Bricklayers, plumbers and electricians are among the unions backing Emanuel. Don Finn, business manager for the International Brotherhood of Electrical Workers Local 134, called him “the construction mayor.” Still, those workers aren’t required to live in the city, so their impact is harder to measure.
Emanuel’s critics have portrayed the campaign as a referendum on “two Chicagos” -- a prosperous downtown where corporate leaders support the mayor, and minority neighborhoods that bore the brunt of the school closings and a 12 percent increase in shooting incidents last year.
Emanuel rejects the argument and notes the passage of a $13 minimum-wage measure during his first term. He also defends closing what he called underperforming and underused schools.

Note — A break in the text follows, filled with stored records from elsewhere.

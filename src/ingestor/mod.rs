//! EPG ingester (C9). `refresh(source_id)` is the unit of work: download,
//! validate, parse, then write channels and programmes, tolerating
//! per-row failures the way the teacher's `ingestor/mod.rs` tolerates
//! per-channel M3U parse failures, generalized from playlists to XMLTV
//! feeds.

pub mod download;
pub mod scheduler;
pub mod xmltv_parse;

use std::collections::HashMap;
use std::sync::Arc;

use tokio::sync::Mutex;
use uuid::Uuid;

use crate::config::EpgConfig;
use crate::database::Database;
use crate::epg::EpgCaches;
use crate::errors::AppError;
use crate::models::EpgSource;

/// Outcome of a single source refresh, surfaced to manual callers and
/// logged for scheduled ones.
#[derive(Debug, Clone, Copy)]
pub struct RefreshOutcome {
    pub channels_written: usize,
    pub programs_written: usize,
}

/// Per-source refresh locks, so a second refresh for a source already
/// refreshing waits rather than interleaving writes (§5 "Per-source EPG
/// refresh is serialized").
#[derive(Clone)]
pub struct EpgIngester {
    db: Database,
    http: reqwest::Client,
    config: EpgConfig,
    caches: EpgCaches,
    locks: Arc<Mutex<HashMap<Uuid, Arc<Mutex<()>>>>>,
}

impl EpgIngester {
    pub fn new(db: Database, config: EpgConfig, caches: EpgCaches) -> Result<Self, AppError> {
        let http = download::build_client(&config)?;
        Ok(Self { db, http, config, caches, locks: Arc::new(Mutex::new(HashMap::new())) })
    }

    async fn source_lock(&self, source_id: Uuid) -> Arc<Mutex<()>> {
        let mut locks = self.locks.lock().await;
        locks.entry(source_id).or_insert_with(|| Arc::new(Mutex::new(()))).clone()
    }

    /// Manual refresh (`force_refresh`): propagates errors to the caller.
    pub async fn refresh(&self, source_id: Uuid) -> Result<RefreshOutcome, AppError> {
        let lock = self.source_lock(source_id).await;
        let _guard = lock.lock().await;
        self.refresh_locked(source_id).await
    }

    /// Scheduled refresh: logs and swallows errors so one broken source
    /// never crashes the scheduler (§4.9 "Manual vs scheduled refresh").
    pub async fn scheduled_refresh(&self, source_id: Uuid) {
        match self.refresh(source_id).await {
            Ok(outcome) => tracing::info!(
                %source_id,
                channels = outcome.channels_written,
                programs = outcome.programs_written,
                "scheduled EPG refresh completed"
            ),
            Err(e) => tracing::warn!(%source_id, error = %e, "scheduled EPG refresh failed"),
        }
    }

    async fn refresh_locked(&self, source_id: Uuid) -> Result<RefreshOutcome, AppError> {
        let source = self
            .db
            .get_epg_source(source_id)
            .await?
            .ok_or_else(|| AppError::not_found("epg_source", source_id.to_string()))?;

        if !source.enabled {
            return Ok(RefreshOutcome { channels_written: 0, programs_written: 0 });
        }

        self.db.mark_epg_source_refresh_started(source_id).await?;

        // The write lock protects readers from ever observing a
        // half-replaced table while two *different* sources refresh
        // concurrently; `source_lock` above already prevents the same
        // source from refreshing twice at once.
        let write_lock = self.db.acquire_epg_write_lock().await;
        let result = self.try_refresh(&source).await;
        drop(write_lock);

        match &result {
            Ok(_) => {
                self.db.mark_epg_source_success(source_id).await?;
                self.caches.invalidate_all().await;
            }
            Err(e) => {
                self.db.mark_epg_source_error(source_id, &e.to_string()).await?;
            }
        }
        result
    }

    async fn try_refresh(&self, source: &EpgSource) -> Result<RefreshOutcome, AppError> {
        let body = download::download(&self.http, &source.url, &self.config).await?;
        let text = download::validate_xmltv(&body)?;
        let (mut channels, programs) = xmltv_parse::parse(&text)?;

        for channel in &mut channels {
            channel.source_id = source.id;
        }

        let mut tx = self.db.pool().begin().await.map_err(AppError::from)?;
        self.db.replace_epg_channels(&mut tx, source.id, &channels).await?;
        tx.commit().await.map_err(AppError::from)?;

        let channel_keys: Vec<String> = channels.iter().map(|c| c.epg_id.clone()).collect();
        let outcome = self.db.write_programs_tolerant(&channel_keys, &programs).await?;

        // Verification (§4.9 step 8): the tolerant writer already aborts
        // (rolling back the whole transaction) when too few rows
        // succeeded, so reaching here with `parsed == 0` or `succeeded >
        // 0` already satisfies the success condition.
        Ok(RefreshOutcome { channels_written: channels.len(), programs_written: outcome.succeeded })
    }
}

#[cfg(test)]
mod tests {
    use super::*;
    use chrono::Utc;

    fn epg_config() -> EpgConfig {
        crate::config::Config::default().epg
    }

    fn source(url: &str, enabled: bool) -> EpgSource {
        EpgSource {
            id: Uuid::new_v4(),
            name: "Test Source".to_string(),
            url: url.to_string(),
            refresh_interval: "4h".to_string(),
            enabled,
            last_refresh: None,
            last_success: None,
            last_error: None,
            category: None,
            secondary_genres: None,
            created_at: Utc::now(),
            updated_at: Utc::now(),
        }
    }

    #[tokio::test]
    async fn disabled_source_is_a_no_op() {
        let db = Database::new("sqlite::memory:").await.unwrap();
        db.migrate().await.unwrap();
        let src = db.create_epg_source(source("http://example.invalid/epg.xml", false)).await.unwrap();

        let ingester = EpgIngester::new(db, epg_config(), EpgCaches::new()).unwrap();
        let outcome = ingester.refresh(src.id).await.unwrap();
        assert_eq!(outcome.channels_written, 0);
        assert_eq!(outcome.programs_written, 0);
    }

    #[tokio::test]
    async fn refresh_of_unknown_source_is_not_found() {
        let db = Database::new("sqlite::memory:").await.unwrap();
        db.migrate().await.unwrap();
        let ingester = EpgIngester::new(db, epg_config(), EpgCaches::new()).unwrap();
        let err = ingester.refresh(Uuid::new_v4()).await.unwrap_err();
        assert_eq!(err.kind(), "not_found");
    }
}
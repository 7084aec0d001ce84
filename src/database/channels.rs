//! Channel repository: the HDHomeRun lineup is built directly from this
//! table (§4.4), so inserts/updates keep `updated_at` current and reads
//! favor sorting by `number` the way a physical tuner's channel list would.

use chrono::Utc;
use uuid::Uuid;

use crate::errors::AppError;
use crate::models::Channel;

use super::Database;

impl Database {
    pub async fn list_channels(&self, enabled_only: bool) -> Result<Vec<Channel>, AppError> {
        let channels = if enabled_only {
            sqlx::query_as::<_, Channel>(
                "SELECT * FROM channels WHERE enabled = 1 ORDER BY number ASC",
            )
            .fetch_all(self.pool())
            .await?
        } else {
            sqlx::query_as::<_, Channel>("SELECT * FROM channels ORDER BY number ASC")
                .fetch_all(self.pool())
                .await?
        };
        Ok(channels)
    }

    pub async fn get_channel(&self, id: Uuid) -> Result<Option<Channel>, AppError> {
        let channel = sqlx::query_as::<_, Channel>("SELECT * FROM channels WHERE id = ?")
            .bind(id)
            .fetch_optional(self.pool())
            .await?;
        Ok(channel)
    }

    /// Looks up a channel by its configured `epg_id` (§8 S6: channels may
    /// be addressed by internal UUID or by `epg_id`).
    pub async fn get_channel_by_epg_id(&self, epg_id: &str) -> Result<Option<Channel>, AppError> {
        let channel = sqlx::query_as::<_, Channel>("SELECT * FROM channels WHERE epg_id = ?")
            .bind(epg_id)
            .fetch_optional(self.pool())
            .await?;
        Ok(channel)
    }

    pub async fn get_channel_by_number(&self, number: i64) -> Result<Option<Channel>, AppError> {
        let channel = sqlx::query_as::<_, Channel>("SELECT * FROM channels WHERE number = ?")
            .bind(number)
            .fetch_optional(self.pool())
            .await?;
        Ok(channel)
    }

    pub async fn create_channel(&self, mut channel: Channel) -> Result<Channel, AppError> {
        let now = Utc::now();
        channel.created_at = now;
        channel.updated_at = now;
        sqlx::query(
            r#"
            INSERT INTO channels
                (id, number, name, logo, epg_id, enabled, encoding_profile, created_at, updated_at)
            VALUES (?, ?, ?, ?, ?, ?, ?, ?, ?)
            "#,
        )
        .bind(channel.id)
        .bind(channel.number)
        .bind(&channel.name)
        .bind(&channel.logo)
        .bind(&channel.epg_id)
        .bind(channel.enabled)
        .bind(&channel.encoding_profile)
        .bind(channel.created_at)
        .bind(channel.updated_at)
        .execute(self.pool())
        .await?;
        Ok(channel)
    }

    pub async fn update_channel(&self, mut channel: Channel) -> Result<Channel, AppError> {
        channel.updated_at = Utc::now();
        let result = sqlx::query(
            r#"
            UPDATE channels
            SET number = ?, name = ?, logo = ?, epg_id = ?, enabled = ?,
                encoding_profile = ?, updated_at = ?
            WHERE id = ?
            "#,
        )
        .bind(channel.number)
        .bind(&channel.name)
        .bind(&channel.logo)
        .bind(&channel.epg_id)
        .bind(channel.enabled)
        .bind(&channel.encoding_profile)
        .bind(channel.updated_at)
        .bind(channel.id)
        .execute(self.pool())
        .await?;
        if result.rows_affected() == 0 {
            return Err(AppError::not_found("channel", channel.id.to_string()));
        }
        Ok(channel)
    }

    pub async fn delete_channel(&self, id: Uuid) -> Result<(), AppError> {
        let result = sqlx::query("DELETE FROM channels WHERE id = ?")
            .bind(id)
            .execute(self.pool())
            .await?;
        if result.rows_affected() == 0 {
            return Err(AppError::not_found("channel", id.to_string()));
        }
        Ok(())
    }

    /// A channel is live (appears in the lineup) only when enabled and at
    /// least one of its streams is enabled (§3 invariant).
    pub async fn channel_has_enabled_stream(&self, channel_id: Uuid) -> Result<bool, AppError> {
        let count: i64 = sqlx::query_scalar(
            "SELECT COUNT(*) FROM streams WHERE channel_id = ? AND enabled = 1",
        )
        .bind(channel_id)
        .fetch_one(self.pool())
        .await?;
        Ok(count > 0)
    }
}

#[cfg(test)]
mod tests {
    use super::*;

    fn sample_channel() -> Channel {
        Channel {
            id: Uuid::new_v4(),
            number: 100,
            name: "Test Channel".to_string(),
            logo: None,
            epg_id: Some("test.channel".to_string()),
            enabled: true,
            encoding_profile: None,
            created_at: Utc::now(),
            updated_at: Utc::now(),
        }
    }

    #[tokio::test]
    async fn create_then_get_round_trips() {
        let db = Database::new("sqlite::memory:").await.unwrap();
        db.migrate().await.unwrap();
        let created = db.create_channel(sample_channel()).await.unwrap();
        let fetched = db.get_channel(created.id).await.unwrap().unwrap();
        assert_eq!(fetched.number, 100);
        assert_eq!(fetched.name, "Test Channel");
    }

    #[tokio::test]
    async fn get_by_epg_id_finds_the_same_row_as_get_by_id() {
        let db = Database::new("sqlite::memory:").await.unwrap();
        db.migrate().await.unwrap();
        let created = db.create_channel(sample_channel()).await.unwrap();
        let by_epg_id = db.get_channel_by_epg_id("test.channel").await.unwrap().unwrap();
        assert_eq!(by_epg_id.id, created.id);
    }

    #[tokio::test]
    async fn delete_missing_channel_is_not_found() {
        let db = Database::new("sqlite::memory:").await.unwrap();
        db.migrate().await.unwrap();
        let err = db.delete_channel(Uuid::new_v4()).await.unwrap_err();
        assert_eq!(err.kind(), "not_found");
    }
}
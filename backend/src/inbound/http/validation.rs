//! Shared validation helpers for inbound HTTP adapters.

use serde_json::json;

use crate::domain::{City, CityValidationError, Error};

/// Newtype wrapper for HTTP field names.
#[derive(Debug, Clone, Copy, PartialEq, Eq)]
pub(crate) struct FieldName(&'static str);

impl FieldName {
    pub(crate) const fn new(name: &'static str) -> Self {
        Self(name)
    }

    fn as_str(self) -> &'static str {
        self.0
    }
}

pub(crate) const CITY_FIELD: FieldName = FieldName::new("city");

pub(crate) fn missing_field_error(field: FieldName) -> Error {
    let field = field.as_str();
    Error::invalid_request(format!("missing required field: {field}")).with_details(json!({
        "field": field,
        "code": "missing_field",
    }))
}

pub(crate) fn invalid_city_error(field: FieldName, value: &str, err: &CityValidationError) -> Error {
    Error::invalid_request(err.to_string()).with_details(json!({
        "field": field.as_str(),
        "value": value,
        "code": err.code(),
    }))
}

/// Validate a raw city, reporting failures against `field`.
pub(crate) fn parse_city(value: String, field: FieldName) -> Result<City, Error> {
    City::new(value.clone()).map_err(|err| invalid_city_error(field, &value, &err))
}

“I didn’t make the tough decisions just because I enjoy it,” Emanuel said at a South Side senior center the day after the Feb. 24 election. “I made the tough decisions because I wanted to see jobs come back.’
The struggle’s backdrop is financial stress. Moody’s Investors Service underscored the threat of insolvency when on Feb. 27 it cut Chicago’s credit rating to within two steps of junk because of mounting pension liabilities. The Baa2 rating is the lowest among the 90 biggest U.S cities, excluding Detroit.
‘‘It takes away the idea that you’ll be able to wait to get into office to come up with a plan,” said Laurence Msall, president of the Civic Federation, a nonprofit government-finance research group.
The third-most-populous U.S. city has $20 billion in unfunded retirement obligations and must pay $600 million into its retirement funds next year. Chicago can’t alter pensions without state legislative approval.
When asked Feb. 25 about the crisis, Emanuel pointed to agreements he’d already brokered for two of the four funds. Lawmakers in June approved the restructuring for about 60,000 municipal employees, who will pay more and get fewer benefits.
Other unions sued, and the litigation was put on hold until the Illinois Supreme Court rules on a separate challenge to a state pension overhaul.
Last week, Emanuel said he’d use the pact with with laborers and municipal employees as a model for police and fire funds.
During a Feb. 25 interview on a public-affairs television program, Garcia wouldn’t commit to tax increases to resolve the pension crisis. He has criticized the school closings, saying in December that he’s considering whether some can be reopened. Last week, he softened that position.
“We’re strapped for resources,” Garcia said. “I don’t want to get into making commitments that will be very difficult to honor.”
Neither campaign is taking labor for granted. Emanuel made sure to greet neon-vested water-department workers across the street from the senior center he visited.
Less than 24 hours after polls closed, Garcia’s campaign issued its first news release, condemning what it called discrimination against pregnant teachers.